**Directions for this task:** Write out again, exactly, the lines below starting at the one with "pub use background::BackgroundTasks;" and ending at the one with "fn resolve(phase: Phase, task: &str, source: ResolveError)".

**Saved data entries:**
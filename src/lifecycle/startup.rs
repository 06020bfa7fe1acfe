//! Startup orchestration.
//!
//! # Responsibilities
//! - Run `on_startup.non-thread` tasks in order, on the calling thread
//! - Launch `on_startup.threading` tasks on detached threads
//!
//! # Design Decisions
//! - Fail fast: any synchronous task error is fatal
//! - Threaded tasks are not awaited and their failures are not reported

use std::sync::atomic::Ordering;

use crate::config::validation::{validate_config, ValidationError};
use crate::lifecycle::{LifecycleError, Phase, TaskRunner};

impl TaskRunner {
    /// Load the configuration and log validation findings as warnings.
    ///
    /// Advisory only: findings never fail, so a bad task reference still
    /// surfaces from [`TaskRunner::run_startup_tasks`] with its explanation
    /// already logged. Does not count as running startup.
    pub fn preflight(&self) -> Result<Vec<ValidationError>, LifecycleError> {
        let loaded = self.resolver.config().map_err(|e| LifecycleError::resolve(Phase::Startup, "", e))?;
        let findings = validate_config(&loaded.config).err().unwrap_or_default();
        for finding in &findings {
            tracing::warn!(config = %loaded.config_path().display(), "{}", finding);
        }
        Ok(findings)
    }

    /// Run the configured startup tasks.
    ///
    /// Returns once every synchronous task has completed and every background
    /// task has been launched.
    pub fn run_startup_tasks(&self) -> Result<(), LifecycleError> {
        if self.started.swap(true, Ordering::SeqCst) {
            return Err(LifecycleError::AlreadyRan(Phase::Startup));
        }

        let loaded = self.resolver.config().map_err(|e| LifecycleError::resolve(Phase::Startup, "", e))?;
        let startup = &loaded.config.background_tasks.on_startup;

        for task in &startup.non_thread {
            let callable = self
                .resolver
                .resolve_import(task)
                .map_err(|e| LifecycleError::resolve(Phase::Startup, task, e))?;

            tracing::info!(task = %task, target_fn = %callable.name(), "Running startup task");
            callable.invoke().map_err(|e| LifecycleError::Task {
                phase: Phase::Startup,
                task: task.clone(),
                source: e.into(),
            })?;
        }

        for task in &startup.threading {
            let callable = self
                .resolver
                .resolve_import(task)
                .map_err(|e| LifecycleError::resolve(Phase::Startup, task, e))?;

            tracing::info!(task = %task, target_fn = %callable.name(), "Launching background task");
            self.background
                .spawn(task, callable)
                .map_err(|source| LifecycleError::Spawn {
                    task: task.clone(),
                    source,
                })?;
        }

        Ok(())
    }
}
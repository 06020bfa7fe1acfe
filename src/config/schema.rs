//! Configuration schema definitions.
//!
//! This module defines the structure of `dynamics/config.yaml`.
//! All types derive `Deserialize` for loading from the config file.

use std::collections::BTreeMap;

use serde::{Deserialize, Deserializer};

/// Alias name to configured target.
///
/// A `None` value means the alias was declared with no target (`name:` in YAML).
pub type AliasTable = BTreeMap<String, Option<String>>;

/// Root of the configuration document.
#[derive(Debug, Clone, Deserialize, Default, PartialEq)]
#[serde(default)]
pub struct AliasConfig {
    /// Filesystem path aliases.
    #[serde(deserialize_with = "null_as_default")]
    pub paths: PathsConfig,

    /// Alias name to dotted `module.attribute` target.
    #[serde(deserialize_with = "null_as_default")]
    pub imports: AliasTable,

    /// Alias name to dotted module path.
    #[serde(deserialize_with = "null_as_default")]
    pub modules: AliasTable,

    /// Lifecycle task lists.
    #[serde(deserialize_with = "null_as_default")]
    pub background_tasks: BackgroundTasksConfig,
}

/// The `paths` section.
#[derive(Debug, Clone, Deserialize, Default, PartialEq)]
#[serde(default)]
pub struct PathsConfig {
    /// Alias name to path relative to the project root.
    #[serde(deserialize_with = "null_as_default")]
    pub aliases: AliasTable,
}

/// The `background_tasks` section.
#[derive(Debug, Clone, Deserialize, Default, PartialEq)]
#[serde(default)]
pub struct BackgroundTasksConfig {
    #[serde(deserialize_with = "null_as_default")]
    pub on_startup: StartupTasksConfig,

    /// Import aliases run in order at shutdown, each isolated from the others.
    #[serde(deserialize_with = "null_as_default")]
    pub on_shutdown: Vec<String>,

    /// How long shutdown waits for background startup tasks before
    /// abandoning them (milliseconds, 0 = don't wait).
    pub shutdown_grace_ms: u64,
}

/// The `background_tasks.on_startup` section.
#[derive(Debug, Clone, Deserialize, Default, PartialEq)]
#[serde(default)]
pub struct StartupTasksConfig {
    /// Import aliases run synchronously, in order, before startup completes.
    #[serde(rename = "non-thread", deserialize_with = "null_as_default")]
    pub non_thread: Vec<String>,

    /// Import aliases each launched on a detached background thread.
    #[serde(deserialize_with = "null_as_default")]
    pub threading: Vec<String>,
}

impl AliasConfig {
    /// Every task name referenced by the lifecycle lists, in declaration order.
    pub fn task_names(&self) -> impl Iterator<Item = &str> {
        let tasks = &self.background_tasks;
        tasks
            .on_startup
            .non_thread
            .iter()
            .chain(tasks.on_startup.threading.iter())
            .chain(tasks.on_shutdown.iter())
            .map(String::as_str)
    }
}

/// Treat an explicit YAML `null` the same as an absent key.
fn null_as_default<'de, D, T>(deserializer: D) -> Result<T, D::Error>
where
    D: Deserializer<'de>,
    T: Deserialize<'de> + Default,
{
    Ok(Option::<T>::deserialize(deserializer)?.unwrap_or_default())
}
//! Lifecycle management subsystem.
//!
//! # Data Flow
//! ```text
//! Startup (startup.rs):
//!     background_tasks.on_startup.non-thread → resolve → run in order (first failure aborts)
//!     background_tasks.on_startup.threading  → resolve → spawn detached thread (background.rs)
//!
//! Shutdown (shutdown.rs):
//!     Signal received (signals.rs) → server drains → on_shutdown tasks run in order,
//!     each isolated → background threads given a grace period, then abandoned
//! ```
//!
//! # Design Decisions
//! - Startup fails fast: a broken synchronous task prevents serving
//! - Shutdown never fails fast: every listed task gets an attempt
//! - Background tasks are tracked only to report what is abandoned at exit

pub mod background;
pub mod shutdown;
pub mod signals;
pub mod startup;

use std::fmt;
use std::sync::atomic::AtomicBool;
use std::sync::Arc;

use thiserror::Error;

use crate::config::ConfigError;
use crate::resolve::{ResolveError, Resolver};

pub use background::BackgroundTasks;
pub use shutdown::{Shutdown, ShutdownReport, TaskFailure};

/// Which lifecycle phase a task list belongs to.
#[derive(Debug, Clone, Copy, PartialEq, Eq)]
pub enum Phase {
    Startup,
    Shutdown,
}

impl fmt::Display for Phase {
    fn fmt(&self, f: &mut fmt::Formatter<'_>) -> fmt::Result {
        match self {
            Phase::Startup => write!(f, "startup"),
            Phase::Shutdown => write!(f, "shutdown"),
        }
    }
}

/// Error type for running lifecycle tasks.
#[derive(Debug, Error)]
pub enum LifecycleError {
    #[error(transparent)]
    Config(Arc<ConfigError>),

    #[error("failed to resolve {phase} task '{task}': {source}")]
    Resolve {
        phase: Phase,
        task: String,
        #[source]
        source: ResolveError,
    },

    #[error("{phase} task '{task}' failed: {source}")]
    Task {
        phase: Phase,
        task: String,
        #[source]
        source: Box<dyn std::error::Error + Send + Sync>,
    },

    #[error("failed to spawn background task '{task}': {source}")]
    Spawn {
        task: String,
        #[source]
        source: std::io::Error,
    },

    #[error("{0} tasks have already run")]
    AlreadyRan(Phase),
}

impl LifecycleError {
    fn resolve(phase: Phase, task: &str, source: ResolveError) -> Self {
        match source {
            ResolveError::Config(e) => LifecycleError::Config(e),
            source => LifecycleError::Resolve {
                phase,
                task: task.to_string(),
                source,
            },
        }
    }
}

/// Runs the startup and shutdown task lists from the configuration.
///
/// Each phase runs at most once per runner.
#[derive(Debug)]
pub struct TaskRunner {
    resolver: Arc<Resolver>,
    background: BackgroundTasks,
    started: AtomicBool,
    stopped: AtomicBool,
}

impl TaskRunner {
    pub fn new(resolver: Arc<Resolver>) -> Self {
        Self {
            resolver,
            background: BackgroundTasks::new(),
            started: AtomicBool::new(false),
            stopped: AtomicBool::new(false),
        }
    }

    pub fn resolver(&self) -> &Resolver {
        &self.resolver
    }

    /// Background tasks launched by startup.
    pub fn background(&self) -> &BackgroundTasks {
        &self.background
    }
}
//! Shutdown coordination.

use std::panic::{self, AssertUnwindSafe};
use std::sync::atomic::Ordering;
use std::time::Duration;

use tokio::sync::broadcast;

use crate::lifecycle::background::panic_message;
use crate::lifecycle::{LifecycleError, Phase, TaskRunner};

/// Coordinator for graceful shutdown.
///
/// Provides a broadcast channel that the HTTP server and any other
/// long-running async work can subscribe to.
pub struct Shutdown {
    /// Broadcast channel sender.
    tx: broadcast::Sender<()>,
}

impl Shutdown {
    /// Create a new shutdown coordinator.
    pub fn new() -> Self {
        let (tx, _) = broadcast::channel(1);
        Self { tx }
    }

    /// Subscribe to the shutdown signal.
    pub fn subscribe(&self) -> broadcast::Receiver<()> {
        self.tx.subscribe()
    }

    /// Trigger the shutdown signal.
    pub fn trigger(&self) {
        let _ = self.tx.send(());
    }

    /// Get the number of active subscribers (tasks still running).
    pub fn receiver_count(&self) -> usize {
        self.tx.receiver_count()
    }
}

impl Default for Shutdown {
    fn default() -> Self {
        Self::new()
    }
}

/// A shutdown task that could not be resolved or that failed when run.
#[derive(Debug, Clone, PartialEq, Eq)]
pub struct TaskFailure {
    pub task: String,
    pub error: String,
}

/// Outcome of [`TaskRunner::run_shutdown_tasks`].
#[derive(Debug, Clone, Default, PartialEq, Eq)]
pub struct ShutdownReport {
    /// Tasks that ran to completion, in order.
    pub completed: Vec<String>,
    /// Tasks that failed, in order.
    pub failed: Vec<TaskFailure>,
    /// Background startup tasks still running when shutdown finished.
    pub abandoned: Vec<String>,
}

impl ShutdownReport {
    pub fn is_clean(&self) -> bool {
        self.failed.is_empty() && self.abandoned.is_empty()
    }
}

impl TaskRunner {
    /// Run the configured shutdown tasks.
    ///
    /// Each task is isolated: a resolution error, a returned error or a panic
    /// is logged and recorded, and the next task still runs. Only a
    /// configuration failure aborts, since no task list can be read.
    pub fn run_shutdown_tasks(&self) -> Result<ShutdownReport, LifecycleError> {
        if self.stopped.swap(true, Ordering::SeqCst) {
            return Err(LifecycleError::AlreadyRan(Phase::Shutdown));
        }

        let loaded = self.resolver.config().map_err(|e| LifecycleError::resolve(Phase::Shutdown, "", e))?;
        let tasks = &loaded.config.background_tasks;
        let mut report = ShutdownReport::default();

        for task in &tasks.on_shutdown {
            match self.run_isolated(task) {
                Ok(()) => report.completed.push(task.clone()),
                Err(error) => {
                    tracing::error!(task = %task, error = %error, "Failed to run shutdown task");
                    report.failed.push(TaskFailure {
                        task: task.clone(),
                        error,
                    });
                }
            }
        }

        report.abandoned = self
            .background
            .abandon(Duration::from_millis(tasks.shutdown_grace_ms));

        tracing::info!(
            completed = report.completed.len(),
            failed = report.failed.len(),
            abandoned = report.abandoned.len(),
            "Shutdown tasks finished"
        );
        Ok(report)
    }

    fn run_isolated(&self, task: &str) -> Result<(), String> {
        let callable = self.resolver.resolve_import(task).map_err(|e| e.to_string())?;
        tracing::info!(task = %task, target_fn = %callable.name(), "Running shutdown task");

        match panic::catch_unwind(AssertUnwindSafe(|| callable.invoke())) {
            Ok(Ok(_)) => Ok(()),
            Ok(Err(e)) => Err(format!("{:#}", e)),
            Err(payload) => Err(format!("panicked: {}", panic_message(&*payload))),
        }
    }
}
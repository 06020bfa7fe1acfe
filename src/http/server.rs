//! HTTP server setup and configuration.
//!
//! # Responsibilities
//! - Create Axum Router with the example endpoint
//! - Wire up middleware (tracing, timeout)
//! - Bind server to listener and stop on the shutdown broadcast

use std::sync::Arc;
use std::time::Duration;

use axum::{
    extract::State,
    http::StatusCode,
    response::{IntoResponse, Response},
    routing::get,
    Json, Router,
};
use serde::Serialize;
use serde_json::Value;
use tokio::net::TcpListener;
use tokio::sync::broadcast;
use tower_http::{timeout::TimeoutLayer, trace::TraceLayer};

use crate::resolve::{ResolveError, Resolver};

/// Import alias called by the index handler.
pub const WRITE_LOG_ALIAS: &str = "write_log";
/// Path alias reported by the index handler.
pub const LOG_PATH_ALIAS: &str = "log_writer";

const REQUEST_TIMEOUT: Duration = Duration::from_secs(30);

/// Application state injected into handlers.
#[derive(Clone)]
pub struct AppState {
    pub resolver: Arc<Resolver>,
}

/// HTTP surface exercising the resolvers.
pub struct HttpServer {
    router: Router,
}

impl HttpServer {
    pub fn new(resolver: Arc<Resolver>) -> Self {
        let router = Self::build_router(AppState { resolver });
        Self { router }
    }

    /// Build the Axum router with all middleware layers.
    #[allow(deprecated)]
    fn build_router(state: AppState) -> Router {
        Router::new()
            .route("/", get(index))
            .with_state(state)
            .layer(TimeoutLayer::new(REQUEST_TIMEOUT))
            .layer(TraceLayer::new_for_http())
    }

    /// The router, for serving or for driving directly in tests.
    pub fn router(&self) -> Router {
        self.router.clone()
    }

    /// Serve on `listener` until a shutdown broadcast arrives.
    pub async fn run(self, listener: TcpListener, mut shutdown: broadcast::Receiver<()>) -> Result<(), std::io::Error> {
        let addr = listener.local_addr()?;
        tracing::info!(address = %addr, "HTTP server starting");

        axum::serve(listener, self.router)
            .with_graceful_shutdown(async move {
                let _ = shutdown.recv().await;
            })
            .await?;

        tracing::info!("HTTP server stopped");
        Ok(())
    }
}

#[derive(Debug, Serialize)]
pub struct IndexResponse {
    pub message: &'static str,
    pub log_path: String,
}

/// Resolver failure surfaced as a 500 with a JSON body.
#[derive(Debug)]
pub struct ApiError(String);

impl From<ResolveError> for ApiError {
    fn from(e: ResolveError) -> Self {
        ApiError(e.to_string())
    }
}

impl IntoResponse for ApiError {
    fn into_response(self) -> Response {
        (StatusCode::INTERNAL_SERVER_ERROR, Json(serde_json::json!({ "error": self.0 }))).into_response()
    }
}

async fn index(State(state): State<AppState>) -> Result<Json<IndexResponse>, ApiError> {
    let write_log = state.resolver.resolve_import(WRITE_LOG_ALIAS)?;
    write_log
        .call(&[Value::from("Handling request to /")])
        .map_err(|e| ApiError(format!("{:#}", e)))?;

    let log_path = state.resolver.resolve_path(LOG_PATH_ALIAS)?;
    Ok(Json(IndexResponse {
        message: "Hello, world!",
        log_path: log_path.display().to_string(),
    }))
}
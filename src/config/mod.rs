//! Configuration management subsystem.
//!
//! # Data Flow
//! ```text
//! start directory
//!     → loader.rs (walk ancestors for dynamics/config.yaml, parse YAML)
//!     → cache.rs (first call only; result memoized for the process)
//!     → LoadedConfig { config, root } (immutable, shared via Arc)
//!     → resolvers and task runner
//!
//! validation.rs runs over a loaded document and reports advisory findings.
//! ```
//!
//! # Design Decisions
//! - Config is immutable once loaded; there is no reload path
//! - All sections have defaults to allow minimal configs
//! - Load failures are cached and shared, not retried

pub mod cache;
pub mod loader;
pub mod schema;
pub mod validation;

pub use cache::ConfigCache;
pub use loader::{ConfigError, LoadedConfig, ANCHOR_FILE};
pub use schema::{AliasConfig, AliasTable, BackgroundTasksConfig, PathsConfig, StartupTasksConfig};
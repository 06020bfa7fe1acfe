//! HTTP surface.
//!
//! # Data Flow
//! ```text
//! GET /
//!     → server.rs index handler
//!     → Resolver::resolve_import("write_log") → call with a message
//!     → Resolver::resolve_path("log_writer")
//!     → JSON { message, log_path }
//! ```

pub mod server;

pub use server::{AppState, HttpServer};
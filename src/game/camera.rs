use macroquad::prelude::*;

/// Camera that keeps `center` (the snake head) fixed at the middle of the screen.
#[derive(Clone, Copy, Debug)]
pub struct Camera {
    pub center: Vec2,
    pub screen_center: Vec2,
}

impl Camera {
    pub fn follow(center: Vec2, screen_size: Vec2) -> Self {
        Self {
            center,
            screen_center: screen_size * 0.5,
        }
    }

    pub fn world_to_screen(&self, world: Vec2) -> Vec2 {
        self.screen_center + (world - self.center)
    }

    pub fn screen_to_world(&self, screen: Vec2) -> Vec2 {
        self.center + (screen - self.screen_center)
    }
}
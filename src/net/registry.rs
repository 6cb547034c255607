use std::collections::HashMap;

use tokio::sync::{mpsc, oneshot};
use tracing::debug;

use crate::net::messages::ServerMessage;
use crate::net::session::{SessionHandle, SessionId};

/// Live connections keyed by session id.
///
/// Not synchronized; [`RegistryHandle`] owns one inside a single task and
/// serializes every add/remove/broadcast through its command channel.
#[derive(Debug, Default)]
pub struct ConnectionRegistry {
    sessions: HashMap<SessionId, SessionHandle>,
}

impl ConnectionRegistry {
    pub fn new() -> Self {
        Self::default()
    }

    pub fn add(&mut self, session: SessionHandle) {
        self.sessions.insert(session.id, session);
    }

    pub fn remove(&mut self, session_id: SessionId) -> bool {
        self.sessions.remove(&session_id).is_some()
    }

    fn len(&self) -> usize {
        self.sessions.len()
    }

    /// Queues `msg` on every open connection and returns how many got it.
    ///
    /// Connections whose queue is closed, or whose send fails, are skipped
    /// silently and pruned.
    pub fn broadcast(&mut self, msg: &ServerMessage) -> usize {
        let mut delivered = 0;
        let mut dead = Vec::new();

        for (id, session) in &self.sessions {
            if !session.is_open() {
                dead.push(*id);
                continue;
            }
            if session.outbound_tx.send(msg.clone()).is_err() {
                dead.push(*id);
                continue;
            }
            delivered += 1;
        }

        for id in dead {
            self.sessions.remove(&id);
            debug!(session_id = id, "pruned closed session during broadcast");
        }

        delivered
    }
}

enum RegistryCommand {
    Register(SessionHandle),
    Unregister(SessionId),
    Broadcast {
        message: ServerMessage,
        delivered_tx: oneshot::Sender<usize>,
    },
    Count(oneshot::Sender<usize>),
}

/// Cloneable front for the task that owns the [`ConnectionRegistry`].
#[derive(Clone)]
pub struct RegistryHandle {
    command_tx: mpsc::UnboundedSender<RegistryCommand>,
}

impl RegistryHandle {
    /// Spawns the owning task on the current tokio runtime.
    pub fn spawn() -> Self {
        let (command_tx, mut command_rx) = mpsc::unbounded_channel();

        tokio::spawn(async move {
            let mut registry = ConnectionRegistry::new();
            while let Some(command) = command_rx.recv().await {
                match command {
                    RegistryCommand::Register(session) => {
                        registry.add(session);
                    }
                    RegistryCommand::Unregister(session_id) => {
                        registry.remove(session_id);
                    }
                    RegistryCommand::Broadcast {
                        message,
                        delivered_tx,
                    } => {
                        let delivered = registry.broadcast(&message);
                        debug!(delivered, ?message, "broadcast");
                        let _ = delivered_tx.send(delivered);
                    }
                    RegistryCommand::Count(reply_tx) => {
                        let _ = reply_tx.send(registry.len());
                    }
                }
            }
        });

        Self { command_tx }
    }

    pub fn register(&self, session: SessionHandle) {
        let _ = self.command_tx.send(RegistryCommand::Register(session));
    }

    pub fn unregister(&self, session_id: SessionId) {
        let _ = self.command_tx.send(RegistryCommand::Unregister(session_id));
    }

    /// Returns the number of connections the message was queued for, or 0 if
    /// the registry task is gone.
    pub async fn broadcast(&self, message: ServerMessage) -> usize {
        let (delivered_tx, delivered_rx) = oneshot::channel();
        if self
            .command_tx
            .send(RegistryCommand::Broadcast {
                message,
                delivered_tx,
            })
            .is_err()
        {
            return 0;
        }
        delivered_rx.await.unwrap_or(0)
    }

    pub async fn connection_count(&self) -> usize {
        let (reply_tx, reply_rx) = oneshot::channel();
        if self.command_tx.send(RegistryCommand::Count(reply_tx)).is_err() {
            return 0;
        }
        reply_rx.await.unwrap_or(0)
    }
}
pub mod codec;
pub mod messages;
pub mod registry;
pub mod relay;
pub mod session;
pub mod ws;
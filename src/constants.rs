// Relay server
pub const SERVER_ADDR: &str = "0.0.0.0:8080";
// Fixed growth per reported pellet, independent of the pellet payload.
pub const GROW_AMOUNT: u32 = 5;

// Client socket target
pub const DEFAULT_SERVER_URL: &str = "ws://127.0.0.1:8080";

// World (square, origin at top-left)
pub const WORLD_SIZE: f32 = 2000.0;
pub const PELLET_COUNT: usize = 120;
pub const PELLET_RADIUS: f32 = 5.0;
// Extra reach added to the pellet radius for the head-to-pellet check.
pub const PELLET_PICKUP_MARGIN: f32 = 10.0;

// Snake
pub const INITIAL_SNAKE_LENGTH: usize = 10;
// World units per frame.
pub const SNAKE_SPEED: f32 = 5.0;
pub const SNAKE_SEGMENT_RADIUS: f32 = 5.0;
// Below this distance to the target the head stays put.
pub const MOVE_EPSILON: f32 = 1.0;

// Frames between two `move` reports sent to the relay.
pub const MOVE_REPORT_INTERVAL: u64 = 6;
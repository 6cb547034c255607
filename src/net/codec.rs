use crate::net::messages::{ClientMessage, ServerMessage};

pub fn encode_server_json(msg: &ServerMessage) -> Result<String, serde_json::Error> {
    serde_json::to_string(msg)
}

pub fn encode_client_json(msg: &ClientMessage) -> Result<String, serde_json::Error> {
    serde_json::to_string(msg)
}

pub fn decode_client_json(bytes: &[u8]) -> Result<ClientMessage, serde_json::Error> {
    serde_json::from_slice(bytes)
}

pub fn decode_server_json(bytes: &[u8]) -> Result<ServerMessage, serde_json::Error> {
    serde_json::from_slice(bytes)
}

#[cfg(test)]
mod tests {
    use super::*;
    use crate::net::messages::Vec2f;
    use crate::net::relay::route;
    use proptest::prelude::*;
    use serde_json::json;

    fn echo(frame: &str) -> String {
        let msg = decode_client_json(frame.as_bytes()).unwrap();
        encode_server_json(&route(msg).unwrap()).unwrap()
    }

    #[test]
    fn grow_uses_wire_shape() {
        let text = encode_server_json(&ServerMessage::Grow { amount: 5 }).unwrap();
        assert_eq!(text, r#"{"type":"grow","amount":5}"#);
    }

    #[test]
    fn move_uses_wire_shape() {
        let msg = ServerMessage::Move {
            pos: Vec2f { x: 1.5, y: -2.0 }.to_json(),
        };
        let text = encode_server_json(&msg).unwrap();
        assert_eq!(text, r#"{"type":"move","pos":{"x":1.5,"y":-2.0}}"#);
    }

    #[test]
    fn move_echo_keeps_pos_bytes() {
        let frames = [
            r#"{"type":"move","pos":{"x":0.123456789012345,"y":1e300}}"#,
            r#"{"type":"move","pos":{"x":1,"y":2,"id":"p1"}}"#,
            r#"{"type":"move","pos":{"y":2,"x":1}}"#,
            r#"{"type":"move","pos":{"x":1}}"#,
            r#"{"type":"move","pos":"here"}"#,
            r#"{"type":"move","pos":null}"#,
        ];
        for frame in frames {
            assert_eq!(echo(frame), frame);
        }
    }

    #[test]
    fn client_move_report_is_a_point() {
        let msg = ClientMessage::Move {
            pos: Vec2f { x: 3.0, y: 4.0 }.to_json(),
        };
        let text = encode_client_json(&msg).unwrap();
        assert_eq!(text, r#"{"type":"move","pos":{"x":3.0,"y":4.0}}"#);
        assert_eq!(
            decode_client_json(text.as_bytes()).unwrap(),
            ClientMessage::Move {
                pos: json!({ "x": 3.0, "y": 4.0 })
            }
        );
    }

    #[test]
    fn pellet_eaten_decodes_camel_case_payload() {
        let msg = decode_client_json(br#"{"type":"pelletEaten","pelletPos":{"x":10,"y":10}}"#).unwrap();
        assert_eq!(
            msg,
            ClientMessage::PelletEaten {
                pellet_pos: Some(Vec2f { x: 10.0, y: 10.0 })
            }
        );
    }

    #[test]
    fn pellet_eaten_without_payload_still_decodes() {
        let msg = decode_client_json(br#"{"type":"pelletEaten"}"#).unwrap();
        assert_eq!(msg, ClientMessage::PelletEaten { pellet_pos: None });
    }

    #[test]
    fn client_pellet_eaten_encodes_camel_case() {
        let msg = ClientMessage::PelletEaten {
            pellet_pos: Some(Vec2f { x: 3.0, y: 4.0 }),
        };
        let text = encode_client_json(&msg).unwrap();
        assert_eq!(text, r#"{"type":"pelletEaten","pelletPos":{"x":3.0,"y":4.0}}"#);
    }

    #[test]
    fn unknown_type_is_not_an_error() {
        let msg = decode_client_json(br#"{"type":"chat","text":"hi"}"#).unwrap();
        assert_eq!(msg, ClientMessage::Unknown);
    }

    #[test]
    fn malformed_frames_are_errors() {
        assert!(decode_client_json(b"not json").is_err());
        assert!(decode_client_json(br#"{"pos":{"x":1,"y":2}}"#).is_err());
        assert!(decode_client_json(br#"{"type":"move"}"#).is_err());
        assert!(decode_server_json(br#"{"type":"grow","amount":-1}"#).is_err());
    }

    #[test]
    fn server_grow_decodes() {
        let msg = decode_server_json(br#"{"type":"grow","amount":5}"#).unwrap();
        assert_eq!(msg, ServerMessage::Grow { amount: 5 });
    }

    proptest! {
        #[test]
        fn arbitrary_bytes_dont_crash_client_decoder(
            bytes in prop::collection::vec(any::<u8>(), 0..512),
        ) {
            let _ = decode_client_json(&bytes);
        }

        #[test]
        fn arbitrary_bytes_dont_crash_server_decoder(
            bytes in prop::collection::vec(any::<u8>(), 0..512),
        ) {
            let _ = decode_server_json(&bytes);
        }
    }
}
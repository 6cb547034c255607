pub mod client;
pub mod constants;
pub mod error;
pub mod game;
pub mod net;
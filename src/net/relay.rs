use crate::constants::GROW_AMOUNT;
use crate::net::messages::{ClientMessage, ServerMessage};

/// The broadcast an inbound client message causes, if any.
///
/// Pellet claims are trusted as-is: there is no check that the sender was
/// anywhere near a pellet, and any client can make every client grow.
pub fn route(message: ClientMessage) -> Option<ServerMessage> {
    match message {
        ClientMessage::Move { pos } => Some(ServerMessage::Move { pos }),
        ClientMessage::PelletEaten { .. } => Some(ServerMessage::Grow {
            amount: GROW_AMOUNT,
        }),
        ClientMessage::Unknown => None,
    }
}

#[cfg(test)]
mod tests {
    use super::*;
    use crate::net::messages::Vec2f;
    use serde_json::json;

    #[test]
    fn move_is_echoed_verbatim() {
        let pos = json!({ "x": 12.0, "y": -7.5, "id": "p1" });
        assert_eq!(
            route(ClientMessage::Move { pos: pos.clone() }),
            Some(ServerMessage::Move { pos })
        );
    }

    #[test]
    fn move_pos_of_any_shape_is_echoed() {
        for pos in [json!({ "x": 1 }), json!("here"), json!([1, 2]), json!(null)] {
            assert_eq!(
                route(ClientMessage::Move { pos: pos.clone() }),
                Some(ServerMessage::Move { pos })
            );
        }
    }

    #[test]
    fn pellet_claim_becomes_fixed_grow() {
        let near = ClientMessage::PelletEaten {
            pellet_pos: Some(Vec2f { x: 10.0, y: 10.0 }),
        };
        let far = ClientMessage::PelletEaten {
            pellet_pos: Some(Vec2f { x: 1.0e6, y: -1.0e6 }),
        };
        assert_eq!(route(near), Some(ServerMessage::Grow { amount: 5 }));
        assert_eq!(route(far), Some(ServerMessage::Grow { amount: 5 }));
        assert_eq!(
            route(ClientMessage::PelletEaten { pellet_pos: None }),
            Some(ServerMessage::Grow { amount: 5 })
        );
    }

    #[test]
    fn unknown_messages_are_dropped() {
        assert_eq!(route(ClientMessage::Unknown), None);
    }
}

**Answer for the task:**
pub use background::BackgroundTasks;
pub use shutdown::{Shutdown, ShutdownReport, TaskFailure};

/// Which lifecycle phase a task list belongs to.
#[derive(Debug, Clone, Copy, PartialEq, Eq)]
pub enum Phase {
    Startup,
    Shutdown,
}

impl fmt::Display for Phase {
    fn fmt(&self, f: &mut fmt::Formatter<'_>) -> fmt::Result {
        match self {
            Phase::Startup => write!(f, "startup"),
            Phase::Shutdown => write!(f, "shutdown"),
        }
    }
}

/// Error type for running lifecycle tasks.
#[derive(Debug, Error)]
pub enum LifecycleError {
    #[error(transparent)]
    Config(Arc<ConfigError>),

    #[error("failed to resolve {phase} task '{task}': {source}")]
    Resolve {
        phase: Phase,
        task: String,
        #[source]
        source: ResolveError,
    },

    #[error("{phase} task '{task}' failed: {source}")]
    Task {
        phase: Phase,
        task: String,
        #[source]
        source: Box<dyn std::error::Error + Send + Sync>,
    },

    #[error("failed to spawn background task '{task}': {source}")]
    Spawn {
        task: String,
        #[source]
        source: std::io::Error,
    },

    #[error("{0} tasks have already run")]
    AlreadyRan(Phase),
}

impl LifecycleError {
    fn resolve(phase: Phase, task: &str, source: ResolveError) -> Self {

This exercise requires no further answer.